Looking back, when she was working in executive teams where she was often the youngest member and the only Asian American woman, she says she was always trying to be superwoman. “Also, because I was a single mom, I felt like I had to prove that I could do what men, who had wives to do everything at home for them, could do,” says Ueng. “And now I realize women should just be themselves. I was always so focused, but you can’t always plan life.”
This was a lesson that was cemented eight years ago when she “literally went downhill at 40.” A few days before her 40th birthday, she was involved in a biking accident that left her with a broken neck and without her short-term memory. Neurospecialists told her she couldn’t work for months, but she was able to relearn everything and finish the projects she promised she would finish. Since then, she’s established a healthier work-life balance, and her second chance at life just makes her appreciate her work more.

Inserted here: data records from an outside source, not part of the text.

//! CLI module for qmc.
//!
//! All CLI logic lives here rather than in main.rs so it can be tested. The
//! entry point `run_cli` is called from main.rs with parsed arguments.

mod args;
mod commands;
mod output;

pub use args::{Args, Command};
pub use commands::{
    integrate_experiment, run_cli, run_experiment, validate_experiment, EXIT_BUDGET_EXHAUSTED,
};
pub use output::{print_help, print_history, print_version, solution_json};
//! CLI command handlers.

use std::path::Path;
use std::process::ExitCode;

use crate::config::ExperimentConfig;
use crate::engine::{Integrator, Solution};
use crate::error::{CubError, CubResult};
use crate::integrand::BuiltIn;

use super::output::{print_help, print_history, print_version, solution_json};
use super::{Args, Command};

/// Exit code for a run that stopped on the sample budget.
pub const EXIT_BUDGET_EXHAUSTED: u8 = 2;

/// Main CLI entry point.
///
/// Dispatches to the appropriate command handler based on parsed arguments.
#[must_use]
pub fn run_cli(args: Args) -> ExitCode {
    match args.command {
        Command::Run {
            experiment_path,
            seed_override,
            verbose,
        } => run_experiment(&experiment_path, seed_override, verbose),
        Command::Validate { experiment_path } => validate_experiment(&experiment_path),
        Command::Help => {
            print_help();
            ExitCode::SUCCESS
        }
        Command::Version => {
            print_version();
            ExitCode::SUCCESS
        }
    }
}

/// Load, configure and integrate an experiment.
///
/// # Errors
///
/// Whatever loading, configuration or integration returns. A
/// `ToleranceNotAchieved` error still carries the best solution.
pub fn integrate_experiment(path: &Path, seed_override: Option<u64>) -> CubResult<Solution> {
    let mut experiment = ExperimentConfig::load(path)?;
    if let Some(seed) = seed_override {
        experiment.run.seed = Some(seed);
    }

    let dimension = experiment.run.dimension;
    let measure = experiment.problem.measure.build(dimension)?;
    let integrand = BuiltIn::new(experiment.problem.integrand, dimension);

    Integrator::new(&experiment.run)?.integrate(&integrand, measure.as_ref())
}

fn emit(solution: &Solution, verbose: bool) -> bool {
    if verbose {
        print_history(solution);
    }
    match solution_json(solution) {
        Ok(json) => {
            println!("{json}");
            true
        }
        Err(e) => {
            eprintln!("Error: {e}");
            false
        }
    }
}

/// Run an experiment and print its solution as JSON.
///
/// Exit code 0 when the tolerance is met, 2 when the budget ran out (the
/// best solution is still printed), 1 otherwise.
#[must_use]
pub fn run_experiment(path: &Path, seed_override: Option<u64>, verbose: bool) -> ExitCode {
    match integrate_experiment(path, seed_override) {
        Ok(solution) => {
            if emit(&solution, verbose) {
                ExitCode::SUCCESS
            } else {
                ExitCode::from(1)
            }
        }
        Err(CubError::ToleranceNotAchieved {
            n_max,
            tolerance,
            bound,
            solution,
        }) => {
            eprintln!(
                "Warning: tolerance {tolerance:.3e} not met within n_max = {n_max} (bound {bound:.3e})"
            );
            if emit(&solution, verbose) {
                ExitCode::from(EXIT_BUDGET_EXHAUSTED)
            } else {
                ExitCode::from(1)
            }
        }
        Err(e) => {
            eprintln!("Error: {e}");
            ExitCode::from(1)
        }
    }
}

/// Check an experiment file: schema, semantics and the derived criterion.
#[must_use]
pub fn validate_experiment(path: &Path) -> ExitCode {
    let checked = ExperimentConfig::load(path).and_then(|experiment| {
        experiment.problem.measure.build(experiment.run.dimension)?;
        experiment.run.criterion()
    });

    match checked {
        Ok(criterion) => {
            println!("✓ {} is valid", path.display());
            println!(
                "  rule {}, n_init {}, n_max {}",
                criterion.rule, criterion.n_init, criterion.n_max
            );
            ExitCode::SUCCESS
        }
        Err(e) => {
            eprintln!("✗ {}: {e}", path.display());
            ExitCode::from(1)
        }
    }
}
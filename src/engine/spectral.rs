//! Fast transforms of integrand values over embedded point sets.
//!
//! For a digital net in natural order the values' Walsh coefficients come
//! from an in-place Walsh-Hadamard butterfly. For a rank-1 lattice in
//! radical-inverse order the input is already bit-reversed with respect to
//! the lattice index, so a decimation-in-time FFT without the permutation
//! step yields the Fourier coefficients in natural order.
//!
//! Both transforms are normalized (each stage halves), so coefficient 0 is
//! the sample mean. Doubling the point set only transforms the new half and
//! then runs the final butterfly stage, which is O(n).
//!
//! Coefficient positions are re-mapped by a wavenumber map `kappa` so that
//! magnitudes decrease along dyadic levels; level `l >= 1` holds positions
//! `[2^(l-1), 2^l)`.

use std::f64::consts::PI;
use std::ops::{Add, Mul, Sub};

use crate::error::{CubError, CubResult};

/// Complex number for transform coefficients.
#[derive(Debug, Clone, Copy, PartialEq, Default)]
pub struct Complex {
    /// Real part.
    pub re: f64,
    /// Imaginary part.
    pub im: f64,
}

impl Complex {
    /// Create from parts.
    #[must_use]
    pub const fn new(re: f64, im: f64) -> Self {
        Self { re, im }
    }

    /// Real number.
    #[must_use]
    pub const fn real(re: f64) -> Self {
        Self { re, im: 0.0 }
    }

    /// `exp(-2 pi i * k / period)`.
    #[must_use]
    pub fn twiddle(k: usize, period: usize) -> Self {
        #[allow(clippy::cast_precision_loss)]
        let angle = -2.0 * PI * k as f64 / period as f64;
        Self::new(angle.cos(), angle.sin())
    }

    /// Modulus.
    #[must_use]
    pub fn norm(self) -> f64 {
        self.re.hypot(self.im)
    }

    fn half(self) -> Self {
        Self::new(0.5 * self.re, 0.5 * self.im)
    }
}

impl Add for Complex {
    type Output = Self;
    fn add(self, rhs: Self) -> Self {
        Self::new(self.re + rhs.re, self.im + rhs.im)
    }
}

impl Sub for Complex {
    type Output = Self;
    fn sub(self, rhs: Self) -> Self {
        Self::new(self.re - rhs.re, self.im - rhs.im)
    }
}

impl Mul for Complex {
    type Output = Self;
    fn mul(self, rhs: Self) -> Self {
        Self::new(
            self.re * rhs.re - self.im * rhs.im,
            self.re * rhs.im + self.im * rhs.re,
        )
    }
}

/// Orthogonal basis matched to a point-set family.
#[derive(Debug, Clone, Copy, PartialEq, Eq)]
pub enum SpectralBasis {
    /// Walsh functions, for base-2 digital nets.
    Walsh,
    /// Complex exponentials, for rank-1 lattices.
    Fourier,
}

impl SpectralBasis {
    /// One butterfly stage over blocks of `2 * half` entries.
    fn stage(self, data: &mut [Complex], half: usize) {
        let twiddles: Vec<Complex> = match self {
            Self::Walsh => vec![Complex::real(1.0); half],
            Self::Fourier => (0..half).map(|k| Complex::twiddle(k, 2 * half)).collect(),
        };
        for block in data.chunks_exact_mut(2 * half) {
            let (even, odd) = block.split_at_mut(half);
            for ((e, o), w) in even.iter_mut().zip(odd.iter_mut()).zip(&twiddles) {
                let a = *e;
                let b = *o * *w;
                *e = (a + b).half();
                *o = (a - b).half();
            }
        }
    }

    /// Full normalized transform of a power-of-two length slice.
    fn transform(self, data: &mut [Complex]) {
        let mut half = 1;
        while half < data.len() {
            self.stage(data, half);
            half *= 2;
        }
    }
}

/// Transform coefficients of all values folded so far, with their
/// wavenumber map.
#[derive(Debug, Clone, PartialEq)]
pub struct Spectrum {
    basis: SpectralBasis,
    coefficients: Vec<Complex>,
    kappa: Vec<usize>,
}

impl Spectrum {
    /// Empty spectrum.
    #[must_use]
    pub const fn new(basis: SpectralBasis) -> Self {
        Self {
            basis,
            coefficients: Vec::new(),
            kappa: Vec::new(),
        }
    }

    /// Basis of the coefficients.
    #[must_use]
    pub const fn basis(&self) -> SpectralBasis {
        self.basis
    }

    /// Number of coefficients (equal to the number of values folded).
    #[must_use]
    pub fn len(&self) -> usize {
        self.coefficients.len()
    }

    /// Whether nothing has been folded yet.
    #[must_use]
    pub fn is_empty(&self) -> bool {
        self.coefficients.is_empty()
    }

    /// `m` with `len() == 2^m`.
    #[must_use]
    pub fn log2_len(&self) -> u32 {
        self.coefficients.len().trailing_zeros()
    }

    /// Coefficient 0, the sample mean.
    #[must_use]
    pub fn mean(&self) -> f64 {
        self.coefficients.first().map_or(0.0, |c| c.re)
    }

    /// Magnitude of the coefficient at mapped position `p`.
    #[must_use]
    pub fn magnitude(&self, p: usize) -> f64 {
        self.coefficients[self.kappa[p]].norm()
    }

    /// Sum of mapped magnitudes on dyadic level `level`.
    ///
    /// Level 0 is the mean; level `l >= 1` covers positions
    /// `[2^(l-1), 2^l)`. Levels past the current size sum to zero.
    #[must_use]
    pub fn level_sum(&self, level: u32) -> f64 {
        let (lo, hi) = if level == 0 {
            (0, 1)
        } else {
            (1usize << (level - 1), 1usize << level)
        };
        let hi = hi.min(self.len());
        (lo..hi).map(|p| self.magnitude(p)).sum()
    }

    /// Level sums for levels `0..=m`.
    #[must_use]
    pub fn level_sums(&self) -> Vec<f64> {
        if self.is_empty() {
            return Vec::new();
        }
        (0..=self.log2_len()).map(|l| self.level_sum(l)).collect()
    }

    /// Fold values for the next index range.
    ///
    /// The first call takes `2^m` values; each later call must double the
    /// size exactly. After a doubling only the `r_lag` newest levels of the
    /// wavenumber map are re-sorted.
    ///
    /// # Errors
    ///
    /// Returns `InvalidParameter` for a non-power-of-two first batch or a
    /// later batch that does not double the size.
    pub fn extend(&mut self, values: &[f64], r_lag: u32) -> CubResult<()> {
        let mut fresh: Vec<Complex> = values.iter().copied().map(Complex::real).collect();

        if self.is_empty() {
            if !fresh.len().is_power_of_two() {
                return Err(CubError::invalid(format!(
                    "spectral fold needs a power-of-two batch, got {}",
                    fresh.len()
                )));
            }
            self.basis.transform(&mut fresh);
            self.coefficients = fresh;
            self.kappa = (0..self.coefficients.len()).collect();
            let m = self.log2_len();
            self.remap((1..m).rev());
            return Ok(());
        }

        let n = self.len();
        if fresh.len() != n {
            return Err(CubError::invalid(format!(
                "spectral fold over {n} values can only double, got {} new values",
                fresh.len()
            )));
        }

        self.basis.transform(&mut fresh);
        self.coefficients.extend(fresh);
        self.basis.stage(&mut self.coefficients, n);

        self.kappa.extend_from_within(..);
        for k in &mut self.kappa[n..] {
            *k += n;
        }

        let m = self.log2_len();
        let lowest = m.saturating_sub(r_lag).max(1);
        self.remap((lowest..m).rev());
        Ok(())
    }

    /// Swap mapped pairs so that within each level the larger magnitude
    /// sits at the lower position.
    fn remap(&mut self, levels: impl Iterator<Item = u32>) {
        let n = self.len();
        for l in levels {
            let nl = 1usize << l;
            let flips: Vec<usize> = (1..nl)
                .filter(|&p| self.magnitude(p + nl) > self.magnitude(p))
                .collect();
            for a in (0..n).step_by(2 * nl) {
                for &p in &flips {
                    self.kappa.swap(p + a, p + nl + a);
                }
            }
        }
    }
}

#[cfg(test)]
#[allow(clippy::unwrap_used, clippy::expect_used)]
mod tests {
    use super::*;

    fn naive_walsh(values: &[f64]) -> Vec<f64> {
        let n = values.len();
        (0..n)
            .map(|k| {
                values
                    .iter()
                    .enumerate()
                    .map(|(i, v)| if (k & i).count_ones() % 2 == 0 { *v } else { -*v })
                    .sum::<f64>()
                    / n as f64
            })
            .collect()
    }

    fn bit_reverse(i: usize, bits: u32) -> usize {
        if bits == 0 {
            0
        } else {
            i.reverse_bits() >> (usize::BITS - bits)
        }
    }

    /// DFT over the lattice index `j` of values stored in bit-reversed order.
    fn naive_fourier(values: &[f64]) -> Vec<Complex> {
        let n = values.len();
        let bits = n.trailing_zeros();
        (0..n)
            .map(|k| {
                let mut acc = Complex::default();
                for (i, v) in values.iter().enumerate() {
                    let j = bit_reverse(i, bits);
                    acc = acc + Complex::twiddle(j * k % n, n) * Complex::real(*v);
                }
                Complex::new(acc.re / n as f64, acc.im / n as f64)
            })
            .collect()
    }

    fn sample(n: usize) -> Vec<f64> {
        (0..n).map(|i| ((i * 7 + 3) % 11) as f64 - 4.5).collect()
    }

    #[test]
    fn test_walsh_matches_naive() {
        let values = sample(16);
        let mut spectrum = Spectrum::new(SpectralBasis::Walsh);
        spectrum.extend(&values, 4).unwrap();
        let expected = naive_walsh(&values);
        for (c, e) in spectrum.coefficients.iter().zip(&expected) {
            assert!((c.re - e).abs() < 1e-12);
            assert!(c.im.abs() < 1e-12);
        }
    }

    #[test]
    fn test_fourier_matches_naive() {
        let values = sample(32);
        let mut spectrum = Spectrum::new(SpectralBasis::Fourier);
        spectrum.extend(&values, 4).unwrap();
        for (c, e) in spectrum.coefficients.iter().zip(naive_fourier(&values)) {
            assert!((c.re - e.re).abs() < 1e-12, "{c:?} vs {e:?}");
            assert!((c.im - e.im).abs() < 1e-12, "{c:?} vs {e:?}");
        }
    }

    #[test]
    fn test_doubling_merge_matches_full_transform() {
        for basis in [SpectralBasis::Walsh, SpectralBasis::Fourier] {
            let values = sample(64);
            let mut incremental = Spectrum::new(basis);
            incremental.extend(&values[..16], 2).unwrap();
            incremental.extend(&values[16..32], 2).unwrap();
            incremental.extend(&values[32..], 2).unwrap();

            let mut full = Spectrum::new(basis);
            full.extend(&values, 2).unwrap();

            for (a, b) in incremental.coefficients.iter().zip(&full.coefficients) {
                assert!((*a - *b).norm() < 1e-12);
            }
        }
    }

    #[test]
    fn test_mean_is_first_coefficient() {
        let values = sample(8);
        let mut spectrum = Spectrum::new(SpectralBasis::Fourier);
        spectrum.extend(&values, 1).unwrap();
        let mean = values.iter().sum::<f64>() / 8.0;
        assert!((spectrum.mean() - mean).abs() < 1e-12);
    }

    #[test]
    fn test_kappa_is_permutation_fixing_zero() {
        let values = sample(128);
        let mut spectrum = Spectrum::new(SpectralBasis::Walsh);
        spectrum.extend(&values[..64], 3).unwrap();
        spectrum.extend(&values[64..], 3).unwrap();
        assert_eq!(spectrum.kappa[0], 0);
        let mut sorted = spectrum.kappa.clone();
        sorted.sort_unstable();
        assert_eq!(sorted, (0..128).collect::<Vec<_>>());
    }

    #[test]
    fn test_remap_orders_pairs_on_initial_fold() {
        let values = sample(32);
        let mut spectrum = Spectrum::new(SpectralBasis::Walsh);
        spectrum.extend(&values, 4).unwrap();
        // after the top-level pass every pair (p, p + 16) is ordered
        for p in 1..16 {
            assert!(spectrum.magnitude(p) >= spectrum.magnitude(p + 16));
        }
    }

    #[test]
    fn test_level_sums_partition_all_magnitudes() {
        let values = sample(64);
        let mut spectrum = Spectrum::new(SpectralBasis::Fourier);
        spectrum.extend(&values, 4).unwrap();
        let total: f64 = spectrum.coefficients.iter().map(|c| c.norm()).sum();
        let levels = spectrum.level_sums();
        assert_eq!(levels.len(), 7);
        assert!((levels.iter().sum::<f64>() - total).abs() < 1e-9);
    }

    #[test]
    fn test_rejects_bad_sizes() {
        let mut spectrum = Spectrum::new(SpectralBasis::Walsh);
        assert!(spectrum.extend(&[1.0, 2.0, 3.0], 1).is_err());
        spectrum.extend(&[1.0, 2.0, 3.0, 4.0], 1).unwrap();
        assert!(spectrum.extend(&[1.0, 2.0], 1).is_err());
    }

    #[test]
    fn test_constant_values_have_no_oscillation() {
        let mut spectrum = Spectrum::new(SpectralBasis::Fourier);
        spectrum.extend(&[2.5; 16], 2).unwrap();
        assert!((spectrum.mean() - 2.5).abs() < 1e-12);
        for l in 1..=4 {
            assert!(spectrum.level_sum(l) < 1e-12);
        }
    }
}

“I want my clients to think big, and I want to help them get big,” says Ueng. “One of my CEO clients said to me, ‘Grace, you will things to happen.’ All entrepreneurs will things to happen; you have to really want it. Especially when there are mountain-moving goals, you have to inspire people to make it happen.”
On being initially intimidated while studying at MIT
I sometimes think that if I went to a less intense school, maybe I would have been an engineer. But it was my freshman year, I was put with the smartest woman from Korea and the smartest person from the Philippines, and everyone was so intensely brilliant. Then there was me, from Georgia, where people say, “Hey y’all!” I realized being a science brainiac wasn’t my thing, and decided to do what I wanted to do in that environment. It was definitely very rigorous, but I was always surrounded by very collaborative people at MIT.
On her bike accident at 40
It was a life-changing experience. After my head injury, my first words were in Chinese, [which she had learned as a kid but didn’t speak as an adult]. It was such a wild experience, and when I started forgetting my Chinese, they told me it was good cause my brain was healing. I couldn’t work for a number of months because I had to rest, and that was hard. It made me really appreciate life because it was almost gone, and I was also asked to do more inspirational talks, which I loved.
On her initial goals when working with clients
First, I always want to understand what the client’s goals are and how our influence can help them be successful. When Ping Fu [of Geomagic, now 3D Systems Corporation] hired me, she told me, “I seek truth, not comfort.” And our role to always tell the truth to our clients. We see things in a different way. They’re so close to their business, and we can give them an outside perspective, and sometimes it’s tough, because I definitely see all the issues, but it’s my responsibility to point them out and help figure out solutions. It’s our responsibility to go in quickly, assess the situation, ask for the right data, gather the right data, and generate new data in order to glean insights and help implement change.
Who influences you?
Well, I’m most influenced by my parents and the way I was brought up, and then, on a day to day basis, by my 16-year-old son. And also my friends and clients, because I’m picky about the people I work with. I work with people with integrity and big goals. But I even learn from my interns because young people have a totally different point of view, and as much as they say I mentor them, it’s a two-way street. I think I learn from everybody, and you should learn from everybody.